=== Task details ===
Begin at the top of the listing below. Write each line out exactly, ending with the line that holds "use super::filter::TagFilter;".
┄┄┄┄┄┄
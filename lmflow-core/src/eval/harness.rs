//! Evaluation harness for running fixtures
//!
//! The harness coordinates:
//! - Loading and selecting fixtures
//! - Evaluating each fixture against the pipeline under a concurrency bound
//! - Assembling and persisting the run log

use std::path::{Path, PathBuf};
use std::sync::Arc;

use futures::future::join_all;
use tokio::sync::Semaphore;

use super::engine::Evaluator;
use super::filter::TagFilter;
use super::fixture::{ContentHasher, FileEnumerator, Fixture, FixtureLoader, Sha256Hasher, WalkDirEnumerator};
use super::run_log::{CaseLog, FailureLog, RunIdentity, RunLog};
use super::trace::TraceNode;
use crate::config::{EvalConfig, OutputFormat};
use crate::error::{LmFlowError, Result};
use crate::llm::LLMProvider;
use crate::llm::registry::{FunctionModels, ModelRegistry};
use crate::pipeline::{FixtureDocumentSchema, PipelineNode};

/// Configuration for an evaluation run
#[derive(Debug, Clone, PartialEq)]
pub struct EvalRunConfig {
    pub input_folder: PathBuf,
    pub output_folder: PathBuf,

    /// Fixtures evaluated at once
    pub concurrency: usize,

    /// Files read at once
    pub load_concurrency: usize,

    /// Only report where the run log would go
    pub dry_run: bool,

    pub format: OutputFormat,

    /// Run-log file name; the run id when unset
    pub log_file: Option<String>,

    /// Whether one failing fixture fails the run
    pub fail_fast: bool,
}

impl Default for EvalRunConfig {
    fn default() -> Self {
        Self::from(&EvalConfig::default())
    }
}

impl From<&EvalConfig> for EvalRunConfig {
    fn from(config: &EvalConfig) -> Self {
        Self {
            input_folder: config.input_folder.clone(),
            output_folder: config.output_folder.clone(),
            concurrency: config.concurrency,
            load_concurrency: config.load_concurrency(),
            dry_run: config.dry_run,
            format: config.format,
            log_file: config.log_file.clone(),
            fail_fast: config.fail_fast,
        }
    }
}

/// Result of an evaluation run
#[derive(Debug, Clone)]
pub struct RunOutcome {
    pub log: RunLog,

    /// Where the run log was, or under dry run would have been, written
    pub path: PathBuf,

    /// Whether the run log was written
    pub persisted: bool,
}

/// Evaluation harness
pub struct EvalHarness {
    config: EvalRunConfig,
    models: Arc<ModelRegistry>,
    enumerator: Arc<dyn FileEnumerator>,
    hasher: Arc<dyn ContentHasher>,
    filter: TagFilter,
}

impl std::fmt::Debug for EvalHarness {
    fn fmt(&self, f: &mut std::fmt::Formatter<'_>) -> std::fmt::Result {
        f.debug_struct("EvalHarness")
            .field("config", &self.config)
            .field("models", &self.models)
            .field("filter", &self.filter)
            .finish()
    }
}

impl EvalHarness {
    pub fn new(config: EvalRunConfig, models: Arc<ModelRegistry>) -> Self {
        Self {
            config,
            models,
            enumerator: Arc::new(WalkDirEnumerator),
            hasher: Arc::new(Sha256Hasher),
            filter: TagFilter::Always,
        }
    }

    /// Build a harness from loaded configuration: reads the model-definition
    /// file, applies stage overrides and parses the tag filter.
    pub async fn from_config(config: &EvalConfig) -> Result<Self> {
        Self::from_config_with_models(config, FunctionModels::new()).await
    }

    /// Like [`EvalHarness::from_config`], with extra models registered in
    /// code. They join the file's models and back its `function` entries.
    pub async fn from_config_with_models(
        config: &EvalConfig,
        models: impl IntoIterator<Item = (String, Arc<dyn LLMProvider>)>,
    ) -> Result<Self> {
        config.validate()?;

        let functions: FunctionModels = models.into_iter().collect();
        let models = ModelRegistry::load_with(&config.models_file, &functions)
            .await?
            .with_stage_overrides(config.stage_models.clone());

        let filter = match &config.filter {
            Some(expression) => TagFilter::parse(expression)?,
            None => TagFilter::Always,
        };

        Ok(Self::new(EvalRunConfig::from(config), Arc::new(models)).with_filter(filter))
    }

    pub fn with_enumerator(mut self, enumerator: Arc<dyn FileEnumerator>) -> Self {
        self.enumerator = enumerator;
        self
    }

    pub fn with_hasher(mut self, hasher: Arc<dyn ContentHasher>) -> Self {
        self.hasher = hasher;
        self
    }

    pub fn with_filter(mut self, filter: TagFilter) -> Self {
        self.filter = filter;
        self
    }

    pub fn config(&self) -> &EvalRunConfig {
        &self.config
    }

    /// Load the fixtures selected for `pipeline`
    pub async fn load_fixtures(&self, pipeline: &PipelineNode) -> Result<Vec<Fixture>> {
        FixtureLoader::new(&self.config.input_folder, FixtureDocumentSchema::derive(pipeline))
            .with_enumerator(self.enumerator.clone())
            .with_hasher(self.hasher.clone())
            .with_filter(self.filter.clone())
            .with_concurrency(self.config.load_concurrency)
            .load()
            .await
    }

    /// Evaluate every selected fixture and persist the run log.
    ///
    /// Loading errors abort before any evaluation. Every admitted fixture
    /// runs to completion; with `fail_fast` the first failure in discovery
    /// order then fails the run and nothing is written.
    pub async fn run(&self, pipeline: &PipelineNode) -> Result<RunOutcome> {
        if self.config.concurrency == 0 {
            return Err(LmFlowError::Configuration(
                "concurrency must be at least 1".to_string(),
            ));
        }

        let identity = RunIdentity::current();
        let fixtures = self.load_fixtures(pipeline).await?;
        tracing::info!(
            run_id = %identity.run_id,
            fixtures = fixtures.len(),
            concurrency = self.config.concurrency,
            "Starting evaluation run"
        );

        let traces = self.evaluate_all(pipeline, &fixtures).await;

        let mut cases = Vec::new();
        let mut failures = Vec::new();
        for (fixture, result) in fixtures.into_iter().zip(traces) {
            match result {
                Ok(trace) => cases.push(CaseLog {
                    fixture_id: fixture.fixture_id,
                    content_hash: fixture.content_hash,
                    trace,
                }),
                Err(err) if self.config.fail_fast => return Err(err),
                Err(err) => {
                    tracing::warn!(fixture_id = %fixture.fixture_id, error = %err, "Fixture failed");
                    failures.push(FailureLog {
                        fixture_id: fixture.fixture_id,
                        content_hash: fixture.content_hash,
                        error: err.to_string(),
                    });
                }
            }
        }

        let log = RunLog {
            identity,
            models: self.models.specs(),
            cases,
            failures,
        };

        let path = self.log_path(&log);
        if self.config.dry_run {
            tracing::info!(path = %path.display(), "Dry run: ready to save run log");
            return Ok(RunOutcome {
                log,
                path,
                persisted: false,
            });
        }

        self.persist(&log, &path).await?;
        tracing::info!(
            path = %path.display(),
            cases = log.cases.len(),
            failures = log.failures.len(),
            "Saved run log"
        );

        Ok(RunOutcome {
            log,
            path,
            persisted: true,
        })
    }

    async fn evaluate_all(&self, pipeline: &PipelineNode, fixtures: &[Fixture]) -> Vec<Result<TraceNode>> {
        let semaphore = Arc::new(Semaphore::new(self.config.concurrency));
        let evaluator = Evaluator::new(&self.models);

        let runs = fixtures.iter().map(|fixture| {
            let semaphore = semaphore.clone();
            async move {
                let _permit = semaphore
                    .acquire_owned()
                    .await
                    .map_err(|_| LmFlowError::Other("Failed to acquire semaphore".to_string()))?;

                tracing::debug!(fixture_id = %fixture.fixture_id, "Evaluating fixture");
                evaluator
                    .run(pipeline, fixture.input.clone(), &fixture.context, &fixture.expected)
                    .await
                    .map_err(|e| e.in_fixture(&fixture.fixture_id))
            }
        });

        join_all(runs).await
    }

    /// `<output_folder>/<log_file or run id>.<extension>`
    ///
    /// A run-log extension already on `log_file` is replaced by the one of
    /// the configured format.
    pub fn log_path(&self, log: &RunLog) -> PathBuf {
        let stem = match &self.config.log_file {
            Some(name) => strip_log_extension(name).to_string(),
            None => log.run_id().to_string(),
        };
        self.config
            .output_folder
            .join(format!("{}.{}", stem, self.config.format.extension()))
    }

    async fn persist(&self, log: &RunLog, path: &Path) -> Result<()> {
        let content = match self.config.format {
            OutputFormat::Yaml => serde_yaml::to_string(log)?,
            OutputFormat::Json => serde_json::to_string_pretty(log)?,
        };

        if let Some(parent) = path.parent() {
            tokio::fs::create_dir_all(parent)
                .await
                .map_err(|e| LmFlowError::io(parent, e))?;
        }
        tokio::fs::write(path, content)
            .await
            .map_err(|e| LmFlowError::io(path, e))
    }

    /// Delete every file in the output folder.
    ///
    /// Without `force` nothing is deleted; the files that would be are
    /// returned either way.
    pub async fn clean(&self, force: bool) -> Result<Vec<PathBuf>> {
        let folder = &self.config.output_folder;
        let mut entries = match tokio::fs::read_dir(folder).await {
            Ok(entries) => entries,
            Err(e) if e.kind() == std::io::ErrorKind::NotFound => return Ok(Vec::new()),
            Err(e) => return Err(LmFlowError::io(folder, e)),
        };

        let mut files = Vec::new();
        while let Some(entry) = entries
            .next_entry()
            .await
            .map_err(|e| LmFlowError::io(folder, e))?
        {
            let is_file = entry
                .file_type()
                .await
                .map_err(|e| LmFlowError::io(entry.path(), e))?
                .is_file();
            if is_file {
                files.push(entry.path());
            }
        }
        files.sort();

        for file in &files {
            if force {
                tokio::fs::remove_file(file)
                    .await
                    .map_err(|e| LmFlowError::io(file, e))?;
                tracing::info!(path = %file.display(), "Deleted");
            } else {
                tracing::info!(path = %file.display(), "Would delete");
            }
        }

        Ok(files)
    }
}

fn strip_log_extension(name: &str) -> &str {
    let known = Path::new(name)
        .extension()
        .and_then(|ext| ext.to_str())
        .is_some_and(|ext| ["yaml", "yml", "json"].iter().any(|k| ext.eq_ignore_ascii_case(k)));
    match name.rsplit_once('.') {
        Some((stem, _)) if known && !stem.is_empty() => stem,
        _ => name,
    }
}

#[cfg(test)]
mod tests {
    use super::*;

    #[test]
    fn test_known_log_extensions_stripped() {
        assert_eq!(strip_log_extension("nightly"), "nightly");
        assert_eq!(strip_log_extension("nightly.json"), "nightly");
        assert_eq!(strip_log_extension("nightly.YAML"), "nightly");
        assert_eq!(strip_log_extension("nightly.yml"), "nightly");
        assert_eq!(strip_log_extension("v1.2"), "v1.2");
        assert_eq!(strip_log_extension(".json"), ".json");
    }
}
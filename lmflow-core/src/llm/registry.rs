//! Model registry
//!
//! Resolves the model a stage asks for into a shared provider. Built once per
//! run, then only read, so a single registry can be shared by every
//! concurrently evaluating fixture.

use std::collections::{BTreeMap, HashMap};
use std::path::Path;
use std::sync::Arc;

use serde::{Deserialize, Serialize};

use crate::error::{LmFlowError, Result};
use crate::llm::mock::{Exemplar, MockProvider};
use crate::llm::providers::OpenAIProvider;
use crate::llm::LLMProvider;

/// One entry of a model-definition file
#[derive(Debug, Clone, PartialEq, Serialize, Deserialize)]
#[serde(tag = "type", rename_all = "lowercase")]
pub enum ModelDefinition {
    /// Deterministic exemplar-backed model
    Mock {
        name: String,
        #[serde(default, skip_serializing_if = "Option::is_none")]
        default: Option<String>,
        #[serde(default)]
        exemplars: Vec<Exemplar>,
    },

    /// A model registered in code under `name`
    Function { name: String },

    /// OpenAI-compatible chat-completions endpoint
    #[serde(rename = "openai")]
    OpenAI {
        name: String,
        #[serde(default, skip_serializing_if = "Option::is_none")]
        model: Option<String>,
        #[serde(default, skip_serializing_if = "Option::is_none")]
        base_url: Option<String>,
        #[serde(default, skip_serializing_if = "Option::is_none")]
        api_key_env: Option<String>,
    },
}

impl ModelDefinition {
    pub fn name(&self) -> &str {
        match self {
            ModelDefinition::Mock { name, .. }
            | ModelDefinition::Function { name }
            | ModelDefinition::OpenAI { name, .. } => name,
        }
    }

    /// Build the provider this definition describes
    ///
    /// `function` entries are looked up in `functions`, the models registered
    /// in code.
    ///
    /// # Errors
    ///
    /// Returns an error if the provider cannot be created (e.g., missing API
    /// key, or a `function` entry naming no registered model)
    pub fn create(&self, functions: &FunctionModels) -> Result<Arc<dyn LLMProvider>> {
        match self {
            ModelDefinition::Function { name } => functions.get(name).cloned().ok_or_else(|| {
                LmFlowError::Configuration(format!(
                    "Model definition file references unknown function model '{}'",
                    name
                ))
            }),
            ModelDefinition::Mock {
                name,
                default,
                exemplars,
            } => {
                let mut provider = MockProvider::new(name).with_exemplars(exemplars.iter().cloned());
                if let Some(default) = default {
                    provider = provider.with_default(default);
                }
                Ok(Arc::new(provider))
            }
            ModelDefinition::OpenAI {
                name,
                model,
                base_url,
                api_key_env,
            } => {
                let mut provider =
                    OpenAIProvider::from_env(name, model.clone(), api_key_env.as_deref())?;
                if let Some(url) = base_url {
                    provider = provider.with_base_url(url);
                }
                Ok(Arc::new(provider))
            }
        }
    }
}

/// Models registered in code, by name
pub type FunctionModels = HashMap<String, Arc<dyn LLMProvider>>;

/// Registry of named models with optional per-stage overrides
#[derive(Clone, Default)]
pub struct ModelRegistry {
    models: HashMap<String, Arc<dyn LLMProvider>>,
    stage_overrides: HashMap<String, String>,
}

impl std::fmt::Debug for ModelRegistry {
    fn fmt(&self, f: &mut std::fmt::Formatter<'_>) -> std::fmt::Result {
        let mut names: Vec<_> = self.models.keys().collect();
        names.sort();
        f.debug_struct("ModelRegistry")
            .field("models", &names)
            .field("stage_overrides", &self.stage_overrides)
            .finish()
    }
}

impl ModelRegistry {
    pub fn new() -> Self {
        Self::default()
    }

    /// Register a provider under `name`, replacing any previous entry
    pub fn with_model(mut self, name: impl Into<String>, provider: Arc<dyn LLMProvider>) -> Self {
        self.models.insert(name.into(), provider);
        self
    }

    /// Route every call from `stage` to `model`, whatever the stage asks for
    pub fn with_stage_override(mut self, stage: impl Into<String>, model: impl Into<String>) -> Self {
        self.stage_overrides.insert(stage.into(), model.into());
        self
    }

    pub fn with_stage_overrides(mut self, overrides: impl IntoIterator<Item = (String, String)>) -> Self {
        self.stage_overrides.extend(overrides);
        self
    }

    /// Build a registry from parsed definitions.
    ///
    /// # Errors
    ///
    /// Fails on duplicate names or when a provider cannot be created.
    pub fn from_definitions(definitions: &[ModelDefinition]) -> Result<Self> {
        Self::from_definitions_with(definitions, &FunctionModels::new())
    }

    /// Build a registry from parsed definitions plus the models registered
    /// in code.
    ///
    /// Every in-code model is registered. A `function` definition resolves to
    /// the in-code model of that name; any other definition must not reuse
    /// an in-code name.
    pub fn from_definitions_with(
        definitions: &[ModelDefinition],
        functions: &FunctionModels,
    ) -> Result<Self> {
        let mut registry = Self::new();
        for definition in definitions {
            let name = definition.name();
            if registry.models.contains_key(name) {
                return Err(LmFlowError::Configuration(format!(
                    "Model '{}' is defined more than once",
                    name
                )));
            }
            if functions.contains_key(name) && !matches!(definition, ModelDefinition::Function { .. }) {
                return Err(LmFlowError::Configuration(format!(
                    "Model '{}' is registered in code and defined in the model file",
                    name
                )));
            }
            registry = registry.with_model(name, definition.create(functions)?);
        }

        for (name, provider) in functions {
            if !registry.contains(name) {
                registry = registry.with_model(name.clone(), provider.clone());
            }
        }
        Ok(registry)
    }

    /// Load a YAML or JSON model-definition file
    pub async fn load(path: impl AsRef<Path>) -> Result<Self> {
        Self::load_with(path, &FunctionModels::new()).await
    }

    /// Load a model-definition file, resolving `function` entries against
    /// the models registered in code
    ///
    /// # Errors
    ///
    /// Fails when the file is unreadable, is neither `.yaml`/`.yml` nor
    /// `.json`, or does not parse.
    pub async fn load_with(path: impl AsRef<Path>, functions: &FunctionModels) -> Result<Self> {
        let path = path.as_ref();
        let extension = path
            .extension()
            .and_then(|ext| ext.to_str())
            .map(str::to_ascii_lowercase);
        let is_json = match extension.as_deref() {
            Some("yaml" | "yml") => false,
            Some("json") => true,
            _ => {
                return Err(LmFlowError::Configuration(format!(
                    "Model file {} must be YAML or JSON",
                    path.display()
                )));
            }
        };

        let text = tokio::fs::read_to_string(path)
            .await
            .map_err(|e| LmFlowError::io(path, e))?;

        let definitions: Vec<ModelDefinition> = if is_json {
            serde_json::from_str(&text).map_err(|e| LmFlowError::Parse {
                file: path.to_path_buf(),
                message: e.to_string(),
            })?
        } else {
            serde_yaml::from_str(&text).map_err(|e| LmFlowError::Parse {
                file: path.to_path_buf(),
                message: e.to_string(),
            })?
        };

        let registry = Self::from_definitions_with(&definitions, functions)?;
        tracing::info!(
            path = %path.display(),
            models = definitions.len(),
            in_code = functions.len(),
            "Loaded model definitions"
        );
        Ok(registry)
    }

    /// Resolve the provider for a stage.
    ///
    /// A stage override takes precedence over the model the stage names.
    pub fn get_model(&self, stage: &str, model: &str) -> Result<Arc<dyn LLMProvider>> {
        let resolved = self
            .stage_overrides
            .get(stage)
            .map(String::as_str)
            .unwrap_or(model);

        self.models
            .get(resolved)
            .cloned()
            .ok_or_else(|| LmFlowError::ModelNotFound {
                stage: stage.to_string(),
                model: resolved.to_string(),
            })
    }

    pub fn contains(&self, name: &str) -> bool {
        self.models.contains_key(name)
    }

    pub fn len(&self) -> usize {
        self.models.len()
    }

    pub fn is_empty(&self) -> bool {
        self.models.is_empty()
    }

    /// Resolved specifications of every registered model, ordered by name
    pub fn specs(&self) -> Vec<serde_json::Value> {
        let ordered: BTreeMap<_, _> = self.models.iter().collect();
        ordered.values().map(|provider| provider.spec()).collect()
    }
}
//! Offline evaluation of pipelines against authored fixtures
//!
//! This module provides:
//! - Fixture loading: read, hash, identify and validate fixture files
//!   against the shape of the pipeline
//! - Tag filters selecting the fixtures of a run
//! - The evaluator, walking a pipeline and a fixture in lockstep to build a
//!   trace
//! - The harness, running every selected fixture under a concurrency bound
//!   and persisting the run log
//!
//! # Example
//!
//! ```rust,no_run
//! use std::sync::Arc;
//!
//! use lmflow_core::eval::{EvalHarness, EvalRunConfig};
//! use lmflow_core::llm::{Conversation, ModelRegistry};
//! use lmflow_core::pipeline::Pipeline;
//! use serde_json::Value;
//!
//! # async fn example() -> lmflow_core::Result<()> {
//! let pipeline: Pipeline<String, String> = Pipeline::atomic(
//!     "echo",
//!     "mock",
//!     |input: String, _: &Value| Conversation::user(input),
//!     |completion: String| async move { Ok(completion) },
//! );
//!
//! let models = ModelRegistry::load("data/models.yaml").await?;
//! let harness = EvalHarness::new(EvalRunConfig::default(), Arc::new(models));
//!
//! let outcome = harness.run(pipeline.node()).await?;
//! println!("{} cases written to {}", outcome.log.cases.len(), outcome.path.display());
//! # Ok(())
//! # }
//! ```

mod engine;
mod filter;
mod fixture;
mod harness;
mod run_log;
mod trace;

pub use engine::{Evaluator, ROOT_PATH};
pub use filter::TagFilter;
pub use fixture::{
    CONTENT_HASH_FIELD, ContentHasher, ExpectedNode, FIXTURE_ID_FIELD, FileEnumerator, Fixture,
    FixtureLoader, Sha256Hasher, WalkDirEnumerator, fixture_id_for,
};
pub use harness::{EvalHarness, EvalRunConfig, RunOutcome};
pub use run_log::{CaseLog, FailureLog, RunIdentity, RunLog};
pub use trace::{MuxBranchTrace, TraceNode};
┄┄┄┄┄┄
=== Exercise response ===
filename lmflow-core/src/eval/harness.rs
//! Evaluation harness for running fixtures
//!
//! The harness coordinates:
//! - Loading and selecting fixtures
//! - Evaluating each fixture against the pipeline under a concurrency bound
//! - Assembling and persisting the run log

use std::path::{Path, PathBuf};
use std::sync::Arc;

use futures::future::join_all;
use tokio::sync::Semaphore;

use super::engine::Evaluator;
use super::filter::TagFilter;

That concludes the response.